Task item =
Give the number of lines in this listing that contain the word "EmptyCorpus", and nothing else.

Task input =
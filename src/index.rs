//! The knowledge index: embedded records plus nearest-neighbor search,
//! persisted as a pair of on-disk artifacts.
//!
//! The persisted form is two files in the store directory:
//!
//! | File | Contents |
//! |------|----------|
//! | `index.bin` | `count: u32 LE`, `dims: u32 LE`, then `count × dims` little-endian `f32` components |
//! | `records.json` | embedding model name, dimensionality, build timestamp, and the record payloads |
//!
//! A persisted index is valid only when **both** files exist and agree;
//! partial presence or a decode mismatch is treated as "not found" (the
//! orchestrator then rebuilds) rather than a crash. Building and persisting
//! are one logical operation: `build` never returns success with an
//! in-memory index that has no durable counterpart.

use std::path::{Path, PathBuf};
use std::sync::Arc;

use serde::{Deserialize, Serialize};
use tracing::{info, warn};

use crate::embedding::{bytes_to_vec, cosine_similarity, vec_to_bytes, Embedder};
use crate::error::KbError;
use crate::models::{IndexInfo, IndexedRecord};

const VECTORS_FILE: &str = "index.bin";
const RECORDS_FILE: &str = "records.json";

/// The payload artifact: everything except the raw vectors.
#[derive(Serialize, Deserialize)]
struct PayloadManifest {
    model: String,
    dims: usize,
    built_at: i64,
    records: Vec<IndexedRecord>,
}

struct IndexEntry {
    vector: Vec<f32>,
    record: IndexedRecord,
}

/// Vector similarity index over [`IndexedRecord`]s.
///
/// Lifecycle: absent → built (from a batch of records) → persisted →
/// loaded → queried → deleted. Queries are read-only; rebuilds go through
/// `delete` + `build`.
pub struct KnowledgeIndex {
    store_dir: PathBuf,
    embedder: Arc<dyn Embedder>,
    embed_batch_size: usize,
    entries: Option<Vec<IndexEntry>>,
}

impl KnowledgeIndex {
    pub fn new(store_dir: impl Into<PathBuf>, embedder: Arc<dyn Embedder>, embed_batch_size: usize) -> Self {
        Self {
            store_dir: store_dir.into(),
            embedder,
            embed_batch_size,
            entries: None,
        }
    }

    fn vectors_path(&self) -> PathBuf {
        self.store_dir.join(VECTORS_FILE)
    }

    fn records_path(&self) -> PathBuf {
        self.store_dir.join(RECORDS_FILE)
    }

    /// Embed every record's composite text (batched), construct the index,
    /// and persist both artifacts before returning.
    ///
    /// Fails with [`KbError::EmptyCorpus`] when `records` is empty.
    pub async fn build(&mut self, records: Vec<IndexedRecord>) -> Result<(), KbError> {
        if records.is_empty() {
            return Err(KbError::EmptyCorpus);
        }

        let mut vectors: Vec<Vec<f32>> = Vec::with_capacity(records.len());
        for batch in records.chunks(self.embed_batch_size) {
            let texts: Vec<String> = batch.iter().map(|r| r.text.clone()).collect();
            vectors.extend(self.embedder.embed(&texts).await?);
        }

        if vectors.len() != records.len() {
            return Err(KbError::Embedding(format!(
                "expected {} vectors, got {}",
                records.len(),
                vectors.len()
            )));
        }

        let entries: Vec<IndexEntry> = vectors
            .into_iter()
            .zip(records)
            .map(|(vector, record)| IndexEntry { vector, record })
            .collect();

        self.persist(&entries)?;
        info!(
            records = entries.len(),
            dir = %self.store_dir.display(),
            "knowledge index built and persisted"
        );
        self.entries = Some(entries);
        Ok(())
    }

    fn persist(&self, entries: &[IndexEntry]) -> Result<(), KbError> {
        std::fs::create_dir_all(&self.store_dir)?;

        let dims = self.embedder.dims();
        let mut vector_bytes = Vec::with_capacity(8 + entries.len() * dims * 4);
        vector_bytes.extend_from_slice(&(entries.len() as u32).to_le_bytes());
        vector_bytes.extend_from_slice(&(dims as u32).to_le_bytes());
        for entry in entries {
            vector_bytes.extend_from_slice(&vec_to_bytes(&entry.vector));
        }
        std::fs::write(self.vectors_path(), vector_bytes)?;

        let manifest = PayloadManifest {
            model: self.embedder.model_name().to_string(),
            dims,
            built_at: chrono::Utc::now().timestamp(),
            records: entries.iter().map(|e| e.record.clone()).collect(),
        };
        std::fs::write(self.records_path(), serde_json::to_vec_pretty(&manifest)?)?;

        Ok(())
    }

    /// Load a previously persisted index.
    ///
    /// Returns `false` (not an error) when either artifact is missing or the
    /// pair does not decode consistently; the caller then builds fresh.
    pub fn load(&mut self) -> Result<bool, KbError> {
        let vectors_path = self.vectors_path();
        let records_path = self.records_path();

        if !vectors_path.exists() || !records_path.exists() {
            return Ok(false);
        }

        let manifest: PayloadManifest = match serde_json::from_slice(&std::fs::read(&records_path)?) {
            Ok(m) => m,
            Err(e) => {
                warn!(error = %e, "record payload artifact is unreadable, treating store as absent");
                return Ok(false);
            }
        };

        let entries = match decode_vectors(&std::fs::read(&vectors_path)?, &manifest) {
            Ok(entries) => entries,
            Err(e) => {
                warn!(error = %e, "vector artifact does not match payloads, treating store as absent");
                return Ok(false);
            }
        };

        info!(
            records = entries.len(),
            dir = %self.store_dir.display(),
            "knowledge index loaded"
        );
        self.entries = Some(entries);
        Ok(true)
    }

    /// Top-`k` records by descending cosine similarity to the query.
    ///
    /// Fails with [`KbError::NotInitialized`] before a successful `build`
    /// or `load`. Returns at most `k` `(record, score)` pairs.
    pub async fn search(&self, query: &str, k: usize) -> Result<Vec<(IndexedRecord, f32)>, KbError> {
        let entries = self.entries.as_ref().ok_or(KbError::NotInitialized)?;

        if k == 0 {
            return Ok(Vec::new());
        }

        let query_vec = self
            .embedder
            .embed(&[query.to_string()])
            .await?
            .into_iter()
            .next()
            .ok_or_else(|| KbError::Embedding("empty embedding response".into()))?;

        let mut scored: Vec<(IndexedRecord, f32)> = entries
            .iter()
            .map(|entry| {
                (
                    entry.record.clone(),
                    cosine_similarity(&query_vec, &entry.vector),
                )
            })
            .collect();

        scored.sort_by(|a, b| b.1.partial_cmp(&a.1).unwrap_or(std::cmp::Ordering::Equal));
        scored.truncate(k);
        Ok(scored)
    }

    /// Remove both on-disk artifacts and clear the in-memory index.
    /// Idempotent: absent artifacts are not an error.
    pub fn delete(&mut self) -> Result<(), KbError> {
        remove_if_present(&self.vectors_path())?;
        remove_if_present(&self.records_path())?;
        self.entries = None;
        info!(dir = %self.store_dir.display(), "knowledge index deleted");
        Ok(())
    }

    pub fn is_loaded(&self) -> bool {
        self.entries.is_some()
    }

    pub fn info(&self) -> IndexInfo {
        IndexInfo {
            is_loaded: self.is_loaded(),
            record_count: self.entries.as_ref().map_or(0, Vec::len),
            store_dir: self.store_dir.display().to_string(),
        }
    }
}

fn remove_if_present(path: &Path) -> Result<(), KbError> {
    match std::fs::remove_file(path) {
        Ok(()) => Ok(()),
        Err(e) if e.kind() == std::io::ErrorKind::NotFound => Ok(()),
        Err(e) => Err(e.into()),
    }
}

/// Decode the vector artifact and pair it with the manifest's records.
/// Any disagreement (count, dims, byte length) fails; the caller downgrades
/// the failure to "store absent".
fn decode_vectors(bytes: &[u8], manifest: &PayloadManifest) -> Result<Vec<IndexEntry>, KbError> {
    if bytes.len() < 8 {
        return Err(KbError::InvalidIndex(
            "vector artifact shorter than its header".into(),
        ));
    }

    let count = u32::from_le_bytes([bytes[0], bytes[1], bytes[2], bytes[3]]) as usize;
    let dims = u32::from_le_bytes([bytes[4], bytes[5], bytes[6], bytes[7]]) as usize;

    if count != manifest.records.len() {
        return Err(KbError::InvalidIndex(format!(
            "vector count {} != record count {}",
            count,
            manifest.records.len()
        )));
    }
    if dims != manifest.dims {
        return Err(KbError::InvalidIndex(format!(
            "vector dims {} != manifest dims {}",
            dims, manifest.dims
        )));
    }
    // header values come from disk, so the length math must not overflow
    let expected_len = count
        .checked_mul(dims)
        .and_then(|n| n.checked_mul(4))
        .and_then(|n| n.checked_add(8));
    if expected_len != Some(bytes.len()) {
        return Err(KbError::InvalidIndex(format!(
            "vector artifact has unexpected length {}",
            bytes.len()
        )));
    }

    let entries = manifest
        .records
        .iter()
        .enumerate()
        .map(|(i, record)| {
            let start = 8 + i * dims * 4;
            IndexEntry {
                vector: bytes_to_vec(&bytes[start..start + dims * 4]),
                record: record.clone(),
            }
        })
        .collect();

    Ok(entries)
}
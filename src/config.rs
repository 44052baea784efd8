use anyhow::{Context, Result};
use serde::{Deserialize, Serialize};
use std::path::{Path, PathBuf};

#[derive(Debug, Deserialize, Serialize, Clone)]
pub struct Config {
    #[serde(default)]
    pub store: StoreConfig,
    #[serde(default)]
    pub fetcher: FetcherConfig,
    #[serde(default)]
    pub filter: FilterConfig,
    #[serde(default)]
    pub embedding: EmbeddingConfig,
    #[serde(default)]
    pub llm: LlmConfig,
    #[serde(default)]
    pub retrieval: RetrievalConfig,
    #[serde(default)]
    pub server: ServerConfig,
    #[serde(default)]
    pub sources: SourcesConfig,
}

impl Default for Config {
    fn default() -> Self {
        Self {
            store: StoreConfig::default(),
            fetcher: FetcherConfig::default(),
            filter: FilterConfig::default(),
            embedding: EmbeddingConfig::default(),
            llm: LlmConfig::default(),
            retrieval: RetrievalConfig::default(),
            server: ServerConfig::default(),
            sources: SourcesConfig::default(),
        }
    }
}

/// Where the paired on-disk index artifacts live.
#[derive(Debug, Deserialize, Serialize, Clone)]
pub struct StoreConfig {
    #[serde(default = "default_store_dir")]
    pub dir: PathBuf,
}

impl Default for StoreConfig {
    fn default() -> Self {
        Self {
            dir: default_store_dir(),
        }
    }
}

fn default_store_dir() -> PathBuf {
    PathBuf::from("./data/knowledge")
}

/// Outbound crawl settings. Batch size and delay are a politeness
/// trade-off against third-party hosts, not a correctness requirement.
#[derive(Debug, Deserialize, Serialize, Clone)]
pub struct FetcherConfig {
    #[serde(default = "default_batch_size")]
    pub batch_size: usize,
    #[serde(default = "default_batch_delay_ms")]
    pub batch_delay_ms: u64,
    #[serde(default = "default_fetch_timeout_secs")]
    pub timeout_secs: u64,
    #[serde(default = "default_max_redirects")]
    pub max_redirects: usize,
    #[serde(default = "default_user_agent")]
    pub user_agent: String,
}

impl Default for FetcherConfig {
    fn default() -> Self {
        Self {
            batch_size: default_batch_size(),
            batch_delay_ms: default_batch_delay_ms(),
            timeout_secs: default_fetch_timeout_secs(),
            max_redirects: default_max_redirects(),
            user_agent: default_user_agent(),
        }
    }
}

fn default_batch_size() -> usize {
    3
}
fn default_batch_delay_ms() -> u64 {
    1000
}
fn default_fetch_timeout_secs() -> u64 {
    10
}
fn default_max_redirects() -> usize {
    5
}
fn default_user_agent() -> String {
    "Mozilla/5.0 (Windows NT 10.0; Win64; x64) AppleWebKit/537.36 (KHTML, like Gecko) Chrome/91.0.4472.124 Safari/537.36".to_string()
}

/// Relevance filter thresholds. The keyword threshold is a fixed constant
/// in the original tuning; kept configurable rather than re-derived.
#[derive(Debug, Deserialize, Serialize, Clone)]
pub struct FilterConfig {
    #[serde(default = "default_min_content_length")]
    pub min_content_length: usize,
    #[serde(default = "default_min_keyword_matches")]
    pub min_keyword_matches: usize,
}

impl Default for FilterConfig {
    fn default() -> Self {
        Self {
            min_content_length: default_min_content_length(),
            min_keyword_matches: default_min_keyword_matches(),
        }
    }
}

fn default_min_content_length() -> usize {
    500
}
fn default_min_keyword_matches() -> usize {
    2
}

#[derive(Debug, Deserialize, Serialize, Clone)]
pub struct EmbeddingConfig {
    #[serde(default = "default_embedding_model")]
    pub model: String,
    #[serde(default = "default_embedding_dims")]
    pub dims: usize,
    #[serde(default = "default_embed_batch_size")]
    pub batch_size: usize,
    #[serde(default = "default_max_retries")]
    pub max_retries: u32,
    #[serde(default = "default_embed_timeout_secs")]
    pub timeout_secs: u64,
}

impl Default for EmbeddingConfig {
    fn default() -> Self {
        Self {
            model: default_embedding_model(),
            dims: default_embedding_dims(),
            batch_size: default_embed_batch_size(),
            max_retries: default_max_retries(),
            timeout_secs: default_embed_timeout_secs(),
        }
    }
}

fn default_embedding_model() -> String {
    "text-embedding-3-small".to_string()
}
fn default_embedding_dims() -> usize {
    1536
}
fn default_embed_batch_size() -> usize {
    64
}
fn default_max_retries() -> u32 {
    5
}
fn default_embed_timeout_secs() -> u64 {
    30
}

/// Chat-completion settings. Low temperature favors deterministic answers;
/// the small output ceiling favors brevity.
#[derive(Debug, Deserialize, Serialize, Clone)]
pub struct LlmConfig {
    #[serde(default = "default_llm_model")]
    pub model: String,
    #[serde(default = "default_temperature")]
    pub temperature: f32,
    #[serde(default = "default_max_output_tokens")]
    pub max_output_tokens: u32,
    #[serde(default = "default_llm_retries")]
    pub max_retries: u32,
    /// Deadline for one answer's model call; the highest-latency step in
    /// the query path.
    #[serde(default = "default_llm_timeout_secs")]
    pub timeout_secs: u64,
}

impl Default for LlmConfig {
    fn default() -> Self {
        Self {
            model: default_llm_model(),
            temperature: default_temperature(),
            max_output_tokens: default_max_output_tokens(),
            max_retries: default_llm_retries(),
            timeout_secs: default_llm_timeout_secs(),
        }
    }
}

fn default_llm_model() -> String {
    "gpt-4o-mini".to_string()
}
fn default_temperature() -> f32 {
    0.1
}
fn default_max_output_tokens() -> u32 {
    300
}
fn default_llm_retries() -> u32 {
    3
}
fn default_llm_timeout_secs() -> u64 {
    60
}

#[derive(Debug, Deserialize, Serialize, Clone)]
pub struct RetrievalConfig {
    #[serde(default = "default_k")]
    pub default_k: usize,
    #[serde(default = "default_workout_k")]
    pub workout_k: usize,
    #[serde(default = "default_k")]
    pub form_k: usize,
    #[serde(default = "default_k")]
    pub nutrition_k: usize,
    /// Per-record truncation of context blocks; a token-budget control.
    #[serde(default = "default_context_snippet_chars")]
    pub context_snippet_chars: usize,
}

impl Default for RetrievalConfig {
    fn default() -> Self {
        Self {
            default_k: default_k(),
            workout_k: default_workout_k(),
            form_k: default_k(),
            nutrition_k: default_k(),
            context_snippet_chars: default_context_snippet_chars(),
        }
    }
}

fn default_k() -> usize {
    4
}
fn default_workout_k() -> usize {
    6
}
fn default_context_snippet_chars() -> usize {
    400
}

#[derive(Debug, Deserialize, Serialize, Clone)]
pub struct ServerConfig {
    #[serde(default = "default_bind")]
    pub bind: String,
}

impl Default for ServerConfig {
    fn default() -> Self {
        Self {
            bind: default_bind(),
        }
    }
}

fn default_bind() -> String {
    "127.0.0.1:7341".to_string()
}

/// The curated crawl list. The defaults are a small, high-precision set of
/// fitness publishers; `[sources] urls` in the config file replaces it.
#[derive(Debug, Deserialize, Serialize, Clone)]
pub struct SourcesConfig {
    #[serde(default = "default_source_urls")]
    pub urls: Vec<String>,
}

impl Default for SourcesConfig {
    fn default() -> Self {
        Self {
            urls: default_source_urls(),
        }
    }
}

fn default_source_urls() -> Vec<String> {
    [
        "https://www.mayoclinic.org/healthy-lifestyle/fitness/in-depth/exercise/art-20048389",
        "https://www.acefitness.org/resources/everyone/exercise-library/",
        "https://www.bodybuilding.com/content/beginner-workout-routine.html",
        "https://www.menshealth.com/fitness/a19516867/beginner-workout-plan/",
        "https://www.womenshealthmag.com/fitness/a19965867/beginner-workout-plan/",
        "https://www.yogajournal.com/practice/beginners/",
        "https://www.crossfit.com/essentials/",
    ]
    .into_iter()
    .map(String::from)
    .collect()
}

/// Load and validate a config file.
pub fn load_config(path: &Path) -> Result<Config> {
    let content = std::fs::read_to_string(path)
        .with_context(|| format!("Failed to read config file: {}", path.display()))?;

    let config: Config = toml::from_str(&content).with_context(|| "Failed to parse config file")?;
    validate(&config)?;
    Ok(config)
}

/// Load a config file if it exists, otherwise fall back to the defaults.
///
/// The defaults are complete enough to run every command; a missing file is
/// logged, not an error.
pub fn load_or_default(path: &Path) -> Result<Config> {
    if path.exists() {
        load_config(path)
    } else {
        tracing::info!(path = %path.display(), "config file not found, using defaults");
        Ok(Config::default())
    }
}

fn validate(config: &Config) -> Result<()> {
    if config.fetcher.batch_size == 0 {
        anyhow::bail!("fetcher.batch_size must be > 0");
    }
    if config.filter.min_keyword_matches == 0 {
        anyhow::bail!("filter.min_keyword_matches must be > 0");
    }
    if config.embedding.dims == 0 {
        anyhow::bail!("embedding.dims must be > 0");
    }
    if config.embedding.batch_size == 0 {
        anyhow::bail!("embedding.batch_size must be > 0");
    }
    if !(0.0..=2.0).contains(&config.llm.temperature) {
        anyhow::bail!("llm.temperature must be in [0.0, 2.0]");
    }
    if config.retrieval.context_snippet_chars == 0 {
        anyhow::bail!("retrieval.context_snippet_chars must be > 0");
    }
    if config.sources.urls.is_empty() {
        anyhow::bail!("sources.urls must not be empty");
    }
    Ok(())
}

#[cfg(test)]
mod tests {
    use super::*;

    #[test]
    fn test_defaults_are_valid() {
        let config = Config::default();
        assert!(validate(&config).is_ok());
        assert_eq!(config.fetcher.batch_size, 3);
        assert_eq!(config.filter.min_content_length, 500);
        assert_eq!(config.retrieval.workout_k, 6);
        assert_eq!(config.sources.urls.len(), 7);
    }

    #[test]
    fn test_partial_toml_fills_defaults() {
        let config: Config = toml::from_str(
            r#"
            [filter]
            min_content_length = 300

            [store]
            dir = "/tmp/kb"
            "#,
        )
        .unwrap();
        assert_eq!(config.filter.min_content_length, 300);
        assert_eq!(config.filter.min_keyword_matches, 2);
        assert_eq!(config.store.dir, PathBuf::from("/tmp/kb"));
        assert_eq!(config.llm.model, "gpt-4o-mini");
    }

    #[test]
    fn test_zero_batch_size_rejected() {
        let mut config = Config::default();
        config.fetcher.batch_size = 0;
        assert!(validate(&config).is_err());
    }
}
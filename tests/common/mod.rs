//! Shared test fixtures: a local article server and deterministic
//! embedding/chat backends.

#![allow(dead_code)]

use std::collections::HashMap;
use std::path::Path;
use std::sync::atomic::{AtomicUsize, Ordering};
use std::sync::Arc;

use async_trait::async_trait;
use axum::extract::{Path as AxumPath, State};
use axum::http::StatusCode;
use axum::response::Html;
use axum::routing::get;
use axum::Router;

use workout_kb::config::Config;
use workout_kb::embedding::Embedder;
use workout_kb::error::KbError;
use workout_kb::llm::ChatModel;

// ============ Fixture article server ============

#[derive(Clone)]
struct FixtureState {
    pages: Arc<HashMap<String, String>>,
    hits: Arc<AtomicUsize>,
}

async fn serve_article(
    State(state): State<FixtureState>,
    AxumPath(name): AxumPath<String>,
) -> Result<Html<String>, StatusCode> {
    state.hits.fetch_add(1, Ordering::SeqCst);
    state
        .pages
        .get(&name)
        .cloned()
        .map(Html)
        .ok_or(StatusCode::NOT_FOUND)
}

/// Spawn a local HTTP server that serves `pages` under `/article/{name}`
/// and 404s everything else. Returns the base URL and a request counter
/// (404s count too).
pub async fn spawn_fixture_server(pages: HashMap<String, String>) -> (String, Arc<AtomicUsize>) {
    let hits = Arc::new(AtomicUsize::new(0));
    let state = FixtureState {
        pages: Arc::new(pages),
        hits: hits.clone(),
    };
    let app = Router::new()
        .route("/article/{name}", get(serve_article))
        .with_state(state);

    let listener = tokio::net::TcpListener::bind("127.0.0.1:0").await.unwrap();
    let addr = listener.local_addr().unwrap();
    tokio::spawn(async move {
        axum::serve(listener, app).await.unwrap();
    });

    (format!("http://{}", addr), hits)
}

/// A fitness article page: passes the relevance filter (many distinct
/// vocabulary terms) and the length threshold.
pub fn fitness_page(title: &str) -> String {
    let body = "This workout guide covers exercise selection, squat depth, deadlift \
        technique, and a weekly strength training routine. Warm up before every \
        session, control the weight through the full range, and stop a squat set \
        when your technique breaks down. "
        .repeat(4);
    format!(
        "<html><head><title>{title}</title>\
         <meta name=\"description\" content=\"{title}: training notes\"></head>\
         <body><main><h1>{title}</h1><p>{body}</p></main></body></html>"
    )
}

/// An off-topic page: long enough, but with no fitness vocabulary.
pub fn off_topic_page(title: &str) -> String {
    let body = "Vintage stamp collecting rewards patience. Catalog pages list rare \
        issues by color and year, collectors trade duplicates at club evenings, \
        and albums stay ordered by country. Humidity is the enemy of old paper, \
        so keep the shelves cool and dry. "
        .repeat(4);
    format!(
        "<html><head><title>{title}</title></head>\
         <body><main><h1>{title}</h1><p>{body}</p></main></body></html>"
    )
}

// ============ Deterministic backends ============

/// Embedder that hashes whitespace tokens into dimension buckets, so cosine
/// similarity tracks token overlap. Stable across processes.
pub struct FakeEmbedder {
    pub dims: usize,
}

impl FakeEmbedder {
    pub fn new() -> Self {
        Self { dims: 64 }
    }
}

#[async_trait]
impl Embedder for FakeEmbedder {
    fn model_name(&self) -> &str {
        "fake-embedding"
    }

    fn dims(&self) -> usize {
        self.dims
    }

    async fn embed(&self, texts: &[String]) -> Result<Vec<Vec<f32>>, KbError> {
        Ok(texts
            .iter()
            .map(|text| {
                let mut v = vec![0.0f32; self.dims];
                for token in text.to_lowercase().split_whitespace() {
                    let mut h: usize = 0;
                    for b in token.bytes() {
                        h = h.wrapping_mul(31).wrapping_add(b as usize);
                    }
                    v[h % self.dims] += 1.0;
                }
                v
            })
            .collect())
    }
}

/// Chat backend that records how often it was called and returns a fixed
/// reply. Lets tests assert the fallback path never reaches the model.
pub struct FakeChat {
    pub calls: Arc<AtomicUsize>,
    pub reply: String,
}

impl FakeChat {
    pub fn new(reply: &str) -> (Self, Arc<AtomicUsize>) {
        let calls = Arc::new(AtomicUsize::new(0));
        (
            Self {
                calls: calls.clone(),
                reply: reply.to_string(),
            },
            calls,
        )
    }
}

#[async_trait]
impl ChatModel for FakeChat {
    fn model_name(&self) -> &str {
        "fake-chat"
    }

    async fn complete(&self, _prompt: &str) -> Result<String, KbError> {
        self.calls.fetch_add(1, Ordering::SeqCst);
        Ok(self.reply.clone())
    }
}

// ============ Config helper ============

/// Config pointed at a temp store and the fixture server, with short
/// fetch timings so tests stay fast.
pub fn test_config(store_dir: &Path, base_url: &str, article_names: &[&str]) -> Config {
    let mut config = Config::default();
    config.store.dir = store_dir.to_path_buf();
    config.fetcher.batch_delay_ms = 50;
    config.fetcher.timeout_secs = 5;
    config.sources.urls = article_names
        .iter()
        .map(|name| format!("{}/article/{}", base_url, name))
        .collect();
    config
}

Exercise answer =
2